His supporters say he is an anti-establishment hero who has been victimised because he exposed US wrongdoing in conflicts in Afghanistan and Iraq, and that his prosecution is a politically motivated assault on journalism and free speech.

His wife Stella said Assange would appeal after the Home Office said his extradition had been approved as UK courts had concluded it would not be unjust or an abuse of process.

“We’re going to fight this. We’re going to use every appeal avenue,” Stella Assange told reporters, calling the decision a “travesty”.

“I’m going to spend every waking hour fighting for Julian until he is free, until justice is served.”
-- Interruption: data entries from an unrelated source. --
use serde::{Deserialize, Serialize};

/// Success envelope for `POST /api/link-preview`.
///
/// `success` is the JSON number 1 (or 0 on failure), not a boolean — the
/// editor's link tool checks for a truthy number.
#[derive(Debug, Clone, PartialEq, Eq, Serialize, Deserialize)]
pub struct PreviewResponse {
    pub success: u8,
    pub meta: PreviewMeta,
}

/// Metadata block of a successful preview response. All fields are always
/// present; missing inputs degrade to placeholders rather than to nulls.
#[derive(Debug, Clone, PartialEq, Eq, Serialize, Deserialize)]
pub struct PreviewMeta {
    pub title: String,
    pub description: String,
    pub site_name: String,
    pub url: String,
    pub image: PreviewImage,
}

#[derive(Debug, Clone, PartialEq, Eq, Serialize, Deserialize)]
pub struct PreviewImage {
    pub url: String,
}
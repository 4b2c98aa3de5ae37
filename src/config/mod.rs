use std::env;
use std::path::PathBuf;

#[derive(Clone, Debug)]
pub struct Config {
    pub server_host: String,
    pub server_port: u16,
    pub static_dir: PathBuf,
    pub is_dev: bool,
}

impl Config {
    /// Every variable has a dev-friendly default, so loading never fails.
    /// Port 1306 and an all-interfaces bind match the front-end's original
    /// dev-server settings; `dist` is the front-end build output.
    pub fn from_env() -> Self {
        dotenvy::dotenv().ok();

        Config {
            server_host: env::var("SERVER_HOST").unwrap_or_else(|_| "0.0.0.0".to_string()),
            server_port: env::var("SERVER_PORT")
                .unwrap_or_else(|_| "1306".to_string())
                .parse()
                .unwrap_or(1306),
            static_dir: env::var("STATIC_DIR")
                .map(PathBuf::from)
                .unwrap_or_else(|_| PathBuf::from("dist")),
            is_dev: env::var("APP_ENV").as_deref() != Ok("production"),
        }
    }

    pub fn server_addr(&self) -> String {
        format!("{}:{}", self.server_host, self.server_port)
    }
}
mod link_preview;

pub use link_preview::{PreviewImage, PreviewMeta, PreviewResponse};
His brother, Gabriel Shipton, told Reuters the appeal would include new information not previously taken to the courts, including claims made in a report last year of plans to assassinate him.

“It will likely be a few days before the (14-day appeal) deadline and the appeal will include new information that we weren’t able to bring before the courts previously. Information on how Julian’s lawyers were spied on and how there were plots to kidnap and kill Julian from within the CIA,” Shipton said.
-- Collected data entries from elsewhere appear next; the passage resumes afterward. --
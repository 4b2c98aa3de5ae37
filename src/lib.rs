pub mod config;
pub mod error;
pub mod handlers;
pub mod models;
use axum::{
    http::StatusCode,
    response::{IntoResponse, Response},
    Json,
};
use serde_json::json;
use thiserror::Error;

#[derive(Error, Debug)]
pub enum AppError {
    #[error("{0}")]
    MalformedBody(String),
}

/// Failure shape for the mock preview endpoint: `{"success":0,"error":"..."}`.
///
/// The editor's link tool checks the numeric `success` discriminator before
/// reading anything else, so failures carry the same field as successes.
/// Malformed input is the only defined error; everything else the endpoint
/// sees (missing url, unparseable url, non-matching route) degrades
/// gracefully instead of erroring.
impl IntoResponse for AppError {
    fn into_response(self) -> Response {
        let (status, message): (StatusCode, String) = match self {
            AppError::MalformedBody(msg) => (StatusCode::BAD_REQUEST, msg),
        };

        (status, Json(json!({ "success": 0, "error": message }))).into_response()
    }
}

pub type AppResult<T> = Result<T, AppError>;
He was referring to a Yahoo News report from September 2021 on alleged US plans to kidnap or assassinate Assange when he was holed up in Ecuador’s embassy in London.

The CIA has declined to comment on the report.
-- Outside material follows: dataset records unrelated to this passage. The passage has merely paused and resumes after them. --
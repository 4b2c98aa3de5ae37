use axum::body::{to_bytes, Body};
use axum::extract::Request;
use axum::http::Method;
use axum::middleware::Next;
use axum::response::{IntoResponse, Response};
use axum::Json;
use serde_json::Value;
use url::Url;

use crate::error::{AppError, AppResult};
use crate::models::{PreviewImage, PreviewMeta, PreviewResponse};

/// Path prefix the mock intercepts; everything else passes through.
pub const PREVIEW_PATH: &str = "/api/link-preview";

/// Hostname substituted when the submitted URL is empty, malformed, or has
/// no host component.
pub const PLACEHOLDER_HOST: &str = "example.test";

/// Fixed stock image echoed back for every preview.
pub const MOCK_IMAGE_URL: &str =
    "https://images.unsplash.com/photo-1472289065668-ce650ac443d2?auto=format&fit=crop&w=600&q=80";

// ── Public helpers ─────────────────────────────────────────────────────────

/// Build the deterministic mock metadata for a raw URL string.
///
/// Title and site_name are the URL's hostname, degrading to
/// [`PLACEHOLDER_HOST`] when no hostname can be resolved. The raw string is
/// echoed back unchanged in `meta.url`.
pub fn mock_preview(raw_url: &str) -> PreviewResponse {
    let host = hostname_of(raw_url).unwrap_or_else(|| PLACEHOLDER_HOST.to_string());
    let subject = if raw_url.is_empty() { "your link" } else { raw_url };

    PreviewResponse {
        success: 1,
        meta: PreviewMeta {
            title: host.clone(),
            description: format!("Mock preview for {subject}."),
            site_name: host,
            url: raw_url.to_string(),
            image: PreviewImage {
                url: MOCK_IMAGE_URL.to_string(),
            },
        },
    }
}

fn hostname_of(raw_url: &str) -> Option<String> {
    if raw_url.is_empty() {
        return None;
    }
    Url::parse(raw_url)
        .ok()
        .and_then(|u| u.host_str().map(|h| h.to_string()))
}

// ── Middleware ─────────────────────────────────────────────────────────────

/// POST /api/link-preview (prefix match)
///
/// Dev-only stand-in for a real link-preview fetcher: answers with fake Open
/// Graph metadata derived from the submitted URL's hostname, so the editor's
/// link tool works offline. Layered ahead of routing; requests that don't
/// match the path prefix and method are forwarded untouched, body unread.
pub async fn mock_link_preview(req: Request, next: Next) -> Response {
    if !req.uri().path().starts_with(PREVIEW_PATH) || req.method() != Method::POST {
        return next.run(req).await;
    }

    match preview_response(req.into_body()).await {
        Ok(response) => response,
        Err(e) => e.into_response(),
    }
}

async fn preview_response(body: Body) -> AppResult<Response> {
    // Accumulate the whole body first; a partial body must never reach the
    // JSON parser. No size limit — this runs in local dev only.
    let bytes = to_bytes(body, usize::MAX)
        .await
        .map_err(|e| AppError::MalformedBody(e.to_string()))?;

    // An empty body is an empty object, not a parse error.
    let payload: Value = if bytes.is_empty() {
        Value::Object(serde_json::Map::new())
    } else {
        serde_json::from_slice(&bytes).map_err(|e| AppError::MalformedBody(e.to_string()))?
    };

    // Anything other than a string url degrades to "no url provided".
    let raw_url = payload.get("url").and_then(Value::as_str).unwrap_or("");

    Ok(Json(mock_preview(raw_url)).into_response())
}

// ── Unit tests ─────────────────────────────────────────────────────────────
Originally, a UK judge ruled Assange, 50, should not be deported, saying his mental health meant he would be at risk of suicide if convicted and held in a maximum security prison.

But this was overturned on an appeal after the US gave a package of assurances, including a pledge he could be transferred to Australia to serve any sentence.

The Home Office said the courts had not found that extradition would be incompatible with his human rights, including his right to a fair trial and to freedom of expression, and that he would be treated appropriately.

The Australian-born Assange has been involved in a legal fight in the United Kingdom for more than a decade and it could now go on for many more months.

He has 14 days to appeal to London’s High Court, which must give its approval for a challenge, and he could ultimately seek to take his case to the United Kingdom Supreme Court and the European Court of Human Rights.

“We’re not at the end of the road here,” Stella Assange said, calling Patel’s decision “a dark day for press freedom and for British democracy”.

Nick Vamos, the former head of extradition at Britain’s Crown Prosecution Service, said verdicts were regularly overturned by the High Court.

Assange would be able to claim again it was politically motivated and use new evidence, such as his allegations the CIA had plotted to assassinate him.

“I think he might get some traction,” Vamos told Reuters.

Assange and his supporters argue that he is being punished for embarrassing those in power and faces 175 years in prison if found guilty, although the US lawyers have said it would be more like four to six years.

The Australian government said it would continue to tell the UK and US that the case had “dragged on for too long and should be brought to a close”.

The legal saga began at the end of 2010 when Sweden sought Assange’s extradition from the UK over allegations of sex crimes.

When he lost that case in 2012, he fled to the Ecuador’s embassy in London, where he spent seven years.

When he was finally dragged out in April 2019, he was jailed for breaching UK bail conditions although the Swedish case against him had been dropped.

He has been fighting extradition to the US since June 2019 and remains in jail.

During his time in the Ecuadorian embassy he fathered two children with his now wife, who he married in Belmarsh high-security prison in London in March at a ceremony attended by just four guests, two official witnesses and two guards.

Shipton on Friday said the decision set a dangerous precedent and urged US President Joe Biden’s administration to drop the charges.

“UK government and judiciary at the highest level has found that if you publish evidence of corruption, war crimes and torture in the UK you may be extradited to a third country,” Shipton said.

“It is now up to President Biden to drop this prosecution and restore faith in the ability of the fourth estate to play their role in functioning democracies.”